Doch damit ist es jetzt womöglich vorbei. Seit die Briten dafür gestimmt haben, die EU zu verlassen, steht der Immobilienmarkt in Großbritannien unter massivem Druck. Die Branche leidet so sehr wie keine andere.

Weil die britischen Immobilienkonzerne kaum auf den Brexit vorbereitet waren, müssen sie jetzt große Verluste vermelden. British Land, die Nummer zwei der Branche, gab am Mittwoch für das erste Halbjahr des Geschäftsjahres einen Verlust von 205 Millionen Pfund (238 Millionen Euro) bekannt. Ein Jahr zuvor machte die Immobiliengesellschaft noch einen üppigen Gewinn von 823 Millionen Pfund. Der Firma Land Securities geht es ähnlich: Der größte britische Immobilienkonzern meldete einen Verlust von 95 Millionen Pfund - nach einem Gewinn von 708 Millionen Pfund im Jahr zuvor.

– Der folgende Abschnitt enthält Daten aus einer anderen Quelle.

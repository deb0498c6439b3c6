use std::ops::Range;
use std::path::PathBuf;
use std::time::Instant;

use anyhow::Result;
use markdown_field_engine::{
    Cmd, EditorSession, FormatCommand, Key, KeyInput, KeyOutcome, Mode, io,
};

/// Terminal editor state wrapped around one editing session
pub struct App {
    pub session: EditorSession,
    pub path: Option<PathBuf>,
    /// Fixed end of a Shift+arrow selection
    anchor: Option<usize>,
    pub status: String,
    pub modified: bool,
    pub should_quit: bool,
    pub editor_scroll: usize,
    pub preview_scroll: u16,
}

impl App {
    pub fn new(session: EditorSession, path: Option<PathBuf>) -> Self {
        let status = match &path {
            Some(path) => format!("Editing {}", path.display()),
            None => "No file: Ctrl+S is disabled".to_string(),
        };
        Self {
            session,
            path,
            anchor: None,
            status,
            modified: false,
            should_quit: false,
            editor_scroll: 0,
            preview_scroll: 0,
        }
    }

    pub fn handle_key(&mut self, input: KeyInput, now: Instant) -> Result<()> {
        if self.handle_shell_key(&input, now)? {
            return Ok(());
        }

        let before = self.session.field().value().to_string();
        if self.session.handle_key(&input, now) == KeyOutcome::Handled {
            self.anchor = None;
            if self.session.field().value() != before {
                self.modified = true;
            }
            return Ok(());
        }

        match self.session.mode() {
            Mode::Write => self.default_edit(&input, now),
            Mode::Preview => self.scroll_preview(&input),
        }
        Ok(())
    }

    /// Debounce timer hook for the event loop
    pub fn tick(&mut self, now: Instant) {
        if self.session.tick(now) {
            log::trace!("history entry recorded by tick");
        }
    }

    /// Keys that belong to the terminal shell rather than the editor
    fn handle_shell_key(&mut self, input: &KeyInput, now: Instant) -> Result<bool> {
        let mods = input.modifiers;
        match input.key {
            Key::Escape => self.should_quit = true,
            Key::Char('q') if mods.ctrl => self.should_quit = true,
            Key::Char('s') if mods.ctrl => self.save()?,
            Key::Tab if !mods.ctrl && !mods.alt && !mods.meta => {
                let mode = self.session.toggle_mode();
                self.status = format!("{} tab", mode.label());
            }
            Key::Char(c) if mods.alt && self.session.mode() == Mode::Write => {
                let Some(command) = toolbar_command(c) else {
                    return Ok(false);
                };
                if self.session.format(command, now) {
                    self.anchor = None;
                    self.modified = true;
                    self.status = command.label().to_string();
                }
            }
            _ => return Ok(false),
        }
        Ok(true)
    }

    fn save(&mut self) -> Result<()> {
        let Some(path) = &self.path else {
            self.status = "No file to save to".to_string();
            return Ok(());
        };
        match io::write_file(path, self.session.field().value()) {
            Ok(()) => {
                self.modified = false;
                self.status = format!("Saved {}", path.display());
            }
            Err(e) => {
                log::error!("save failed: {e}");
                self.status = format!("Save failed: {e}");
            }
        }
        Ok(())
    }

    /// What a plain textarea does with keys the editor let through
    fn default_edit(&mut self, input: &KeyInput, now: Instant) {
        let mods = input.modifiers;
        let text = self.session.text();
        let selection = self.session.selection();

        let edit = match input.key {
            Key::Char(c) if !mods.ctrl && !mods.alt && !mods.meta => {
                Some((selection, c.to_string()))
            }
            Key::Enter => Some((selection, "\n".to_string())),
            Key::Backspace if selection.is_empty() => {
                let start = prev_char_boundary(&text, selection.start);
                (start < selection.start).then(|| (start..selection.start, String::new()))
            }
            Key::Delete if selection.is_empty() => {
                let end = next_char_boundary(&text, selection.end);
                (end > selection.end).then(|| (selection.start..end, String::new()))
            }
            Key::Backspace | Key::Delete => Some((selection, String::new())),
            Key::Left | Key::Right | Key::Up | Key::Down | Key::Home | Key::End => {
                self.move_caret(&text, input.key, mods.shift);
                return;
            }
            _ => None,
        };

        if let Some((range, text)) = edit {
            self.anchor = None;
            if self.session.apply(&Cmd::ReplaceRange { range, text }, now) {
                self.modified = true;
            }
        }
    }

    fn move_caret(&mut self, text: &str, key: Key, extend: bool) {
        let selection = self.session.selection();
        let head = self.head(&selection);

        if !extend && !selection.is_empty() && matches!(key, Key::Left | Key::Right) {
            let collapsed = if key == Key::Left {
                selection.start
            } else {
                selection.end
            };
            self.anchor = None;
            self.session.set_selection(collapsed..collapsed);
            return;
        }

        let target = match key {
            Key::Left => prev_char_boundary(text, head),
            Key::Right => next_char_boundary(text, head),
            Key::Up => vertical_target(text, head, false),
            Key::Down => vertical_target(text, head, true),
            Key::Home => line_bounds(text, head).start,
            Key::End => line_bounds(text, head).end,
            _ => head,
        };

        if extend {
            let anchor = *self.anchor.get_or_insert(if head == selection.end {
                selection.start
            } else {
                selection.end
            });
            self.session
                .set_selection(anchor.min(target)..anchor.max(target));
        } else {
            self.anchor = None;
            self.session.set_selection(target..target);
        }
    }

    /// Moving end of the selection
    fn head(&self, selection: &Range<usize>) -> usize {
        match self.anchor {
            Some(anchor) if anchor == selection.end && anchor != selection.start => {
                selection.start
            }
            _ => selection.end,
        }
    }

    fn scroll_preview(&mut self, input: &KeyInput) {
        match input.key {
            Key::Up => self.preview_scroll = self.preview_scroll.saturating_sub(1),
            Key::Down => self.preview_scroll = self.preview_scroll.saturating_add(1),
            Key::Home => self.preview_scroll = 0,
            _ => {}
        }
    }

    /// Keep the caret row inside a viewport of `height` rows
    pub fn scroll_to_caret(&mut self, caret_row: usize, height: usize) {
        if caret_row < self.editor_scroll {
            self.editor_scroll = caret_row;
        } else if height > 0 && caret_row >= self.editor_scroll + height {
            self.editor_scroll = caret_row + 1 - height;
        }
    }
}

/// Alt+key toolbar bindings
pub fn toolbar_command(c: char) -> Option<FormatCommand> {
    match c.to_ascii_lowercase() {
        '1'..='6' => c.to_digit(10).map(|level| FormatCommand::Heading(level as u8)),
        'b' => Some(FormatCommand::Bold),
        'i' => Some(FormatCommand::Italic),
        'u' => Some(FormatCommand::Underline),
        'l' => Some(FormatCommand::Link),
        '-' => Some(FormatCommand::UnorderedList),
        'o' => Some(FormatCommand::OrderedList),
        _ => None,
    }
}

fn prev_char_boundary(text: &str, offset: usize) -> usize {
    text.get(..offset)
        .and_then(|before| before.chars().next_back())
        .map_or(0, |c| offset - c.len_utf8())
}

fn next_char_boundary(text: &str, offset: usize) -> usize {
    text.get(offset..)
        .and_then(|after| after.chars().next())
        .map_or(text.len(), |c| offset + c.len_utf8())
}

/// Byte range of the line holding `offset`, without its newline
fn line_bounds(text: &str, offset: usize) -> Range<usize> {
    let offset = offset.min(text.len());
    let start = text[..offset].rfind('\n').map_or(0, |i| i + 1);
    let end = text[offset..].find('\n').map_or(text.len(), |i| offset + i);
    start..end
}

/// Same char column on the previous or next line, clamped to its length
fn vertical_target(text: &str, offset: usize, down: bool) -> usize {
    let line = line_bounds(text, offset);
    let column = text[line.start..offset.min(text.len())].chars().count();

    let target_line = if down {
        if line.end >= text.len() {
            return text.len();
        }
        line_bounds(text, line.end + 1)
    } else {
        if line.start == 0 {
            return 0;
        }
        line_bounds(text, line.start - 1)
    };

    text[target_line.clone()]
        .char_indices()
        .nth(column)
        .map_or(target_line.end, |(i, _)| target_line.start + i)
}
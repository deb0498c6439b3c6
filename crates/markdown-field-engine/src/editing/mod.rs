/*!
 * # Editing Core
 *
 * Cursor-aware Markdown editing over a single text buffer.
 *
 * ## Architecture Overview
 *
 * ### 1. Single Source of Truth: xi-rope Buffer
 * - The [`Document`] holds the whole text in an **`xi_rope::Rope`** plus the
 *   active selection (byte offsets)
 * - Cloning a document shares the rope, which makes history snapshots cheap
 *   and fully independent of later edits
 *
 * ### 2. Command-Based Editing
 * - Every edit is a [`Cmd`] compiled against an immutable document into a
 *   [`Patch`]: a `Delta` of replacements plus the selection to restore
 * - Compilation returns `None` when the command does not apply, leaving the
 *   keystroke to the default text input
 * - Patches are committed in two steps: text first, selection once the
 *   editing surface has caught up
 *
 * ### 3. Linear History
 * - [`History`] is a `Vec` of snapshots with a cursor; recording from the
 *   middle drops the redo tail
 * - [`HistoryDebouncer`] coalesces bursts of edits into one entry
 *
 * ## Module Structure
 *
 * - **`document`**: `Document` state, clamping, line lookup
 * - **`commands`**: `Cmd` enum and compilation to patches
 * - **`lists`**: list continuation and ordered-list renumbering
 * - **`tokens`**: inline and line token toggling (`insert_at_cursor`)
 * - **`history`**: snapshots, history chain and debounce timer
 * - **`patch`**: edit result with changed ranges and new selection
 *
 * ## Usage Pattern
 *
 * ```rust
 * use markdown_field_engine::editing::*;
 *
 * let mut doc = Document::new("1. first");
 * let patch = compile_command(&doc, &Cmd::ContinueList).unwrap();
 *
 * // Text first, then the selection
 * doc.apply_text(&patch);
 * doc.set_selection(patch.new_selection.clone());
 *
 * assert_eq!(doc.text(), "1. first\n2. ");
 * assert_eq!(doc.selection(), 12..12);
 * ```
 */

pub mod commands;
pub mod document;
pub mod history;
pub mod lists;
pub mod patch;
pub mod tokens;

pub use commands::{Cmd, compile_command};
pub use document::{Document, LineSpan};
pub use history::{DEFAULT_DEBOUNCE, DEFAULT_HISTORY_LIMIT, History, HistoryDebouncer, HistoryEntry};
pub use lists::{ListKind, ListMatch, match_list_line};
pub use patch::{Patch, Replacement};
pub use tokens::{FormatCommand, TokenClass, TokenSpec};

Der Grund für die Verluste: Die Entscheidung der Briten für einen EU-Austritt hatte für tiefe Verunsicherung im Immobiliensektor des Landes gesorgt. Unternehmen stellten bereits unmittelbar nach dem Referendum Überlegungen an, ihr Geschäft teilweise oder ganz aus Großbritannien abzuziehen. Die mögliche Folge: Nicht nur Firmen, sondern auch vermögende Privatleute könnten aus der Stadt ziehen, die Nachfrage nach Wohnraum könnte sinken und dies zu niedrigeren Preisen am Immobilienmarkt führen. Tatsächlich sind die Preise für Bürogebäude in London in diesem Jahr das erste Mal seit dem Jahr 2009 zurückgegangen. Auch bei den Wohnimmobilien in den Nobelvierteln geht es bergab.

Besonders hart getroffen hat es den Projektentwickler Berkeley Group. Das Unternehmen gehört zu den führenden Adressen auf dem Londoner Häusermarkt. Während der Finanzkrise kaufte Berkeley zwischen 2009 und 2013 Grundstücke zu Tiefstpreisen auf - und verkaufte sie dann teuer weiter.

Doch jetzt fallen die Preise. Nach dem Brexit-Votum brach der Kurs der Immobilienfirma um rund 25 Prozent ein, inzwischen flog das Unternehmen aus dem britischen Leitindex FTSE 100.

Doch glaubt man den Immobilienkonzernen, ist das alles halb so schlimm. London bleibe "ein globales Zentrum", heißt es von den Unternehmen. Sie erwarten zwar eine nachlassende Nachfrage. Bei einem Umzug von Firmen in die Europäische Union würden aber Branchen wie der Technologiesektor den frei werdenden Platz in London "aufsaugen". Und dann würden sich auch die Preise wieder erholen.